Sean’s a great actor--the greatest. Look it up--but let’s face it, as a leading man, Gable he ain’t. No, Dean and Brando he ain’t, either. . . . Huh? Well, I don’t know if I’d go so far as to say he has the sex appeal of Oscar Levant. . . . The charm of Tojo? . . . Say, you’re not a photographer, are you?
Let’s talk about “The Falcon and the Snowman.” You have to admit Sean was terrific as Daulton Lee in that. You’ve never seen a more believable sleazoid punk in a movie, unless it was Sean as Mick O’Brien in “Bad Boys,” or as Brad Whitewood in “At Close Range” or as Jeff Spicoli in “Fast Times at Ridgemont High.” There’s no denying Sean has hit the screen’s high-water mark, lowlife-wise.
His next director? It’s his dad, Leo Penn . . . smart guy, done a lot of TV. But what’s the difference? Sean doesn’t need proven directors. Of the eight directors he’s worked with, only three had more than one movie under their belts before working with Sean and. . . .

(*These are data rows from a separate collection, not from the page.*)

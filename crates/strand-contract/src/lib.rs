//! Shared contracts for the strand conversation orchestrator.
//!
//! This crate defines the domain model every other strand crate builds on:
//! named state channels with declared merge policies and owners, immutable
//! parent-linked checkpoints, the worker agent contract, the checkpoint
//! store contract, and the traits for external collaborators (classifier,
//! completion, retrieval, side effects).

pub mod boundary;
pub mod channel;
pub mod checkpoint;
pub mod decision;
pub mod delta;
pub mod storage;
pub mod thread;
pub mod worker;

pub use boundary::{
    Classification, ClassifyError, ClassifyRequest, CompletionClient, CompletionError, EffectCall,
    EffectError, EffectOutcome, Fragment, FragmentStream, RetrievalError, Retriever,
    RouteClassifier, SideEffect, Snippet,
};
pub use channel::{ChannelError, ChannelMap, ChannelSpec, MergePolicy, Reducer, StateSchema};
pub use checkpoint::{
    current_unix_millis, gen_checkpoint_id, gen_thread_id, Checkpoint, CheckpointId,
    CheckpointMeta, CheckpointStatus,
};
pub use decision::{Decision, StateSummary, ThreadStatus};
pub use delta::{ChannelWrite, DecidedBy, RouteStatus, RoutingDecision, StateDelta};
pub use storage::{
    paginate_history, CheckpointSelector, CheckpointStore, CheckpointWithCursor, HistoryPage,
    HistoryQuery, StoreError, ThreadListPage, ThreadListQuery,
};
pub use thread::{ForkedFrom, Thread};
pub use worker::{
    StateView, StepContext, SuspendRequest, Worker, WorkerError, WorkerOutcome, WorkerSpec,
};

Yeah, most of his movies have been box-office stiffs, but it’s not his fault. “At Close Range” was one of this year’s major bomberoos, a real nose-pincher, but look at the reviews. The critics said the screen oozed with tension whenever Sean was up there. Ooze. That’s the stuff they make Oscars out of.
You’re right, Dean and Brando did work with people like Elia Kazan and George Stevens and Joseph L. Mankiewicz, but did the actors need the directors, or did the directors need the actors?
Trust me, in 20 years, nobody will ask, “Where would Amy Heckerling, Rick Rosenthal, James Foley and Jim Goddard have been without Sean Penn?”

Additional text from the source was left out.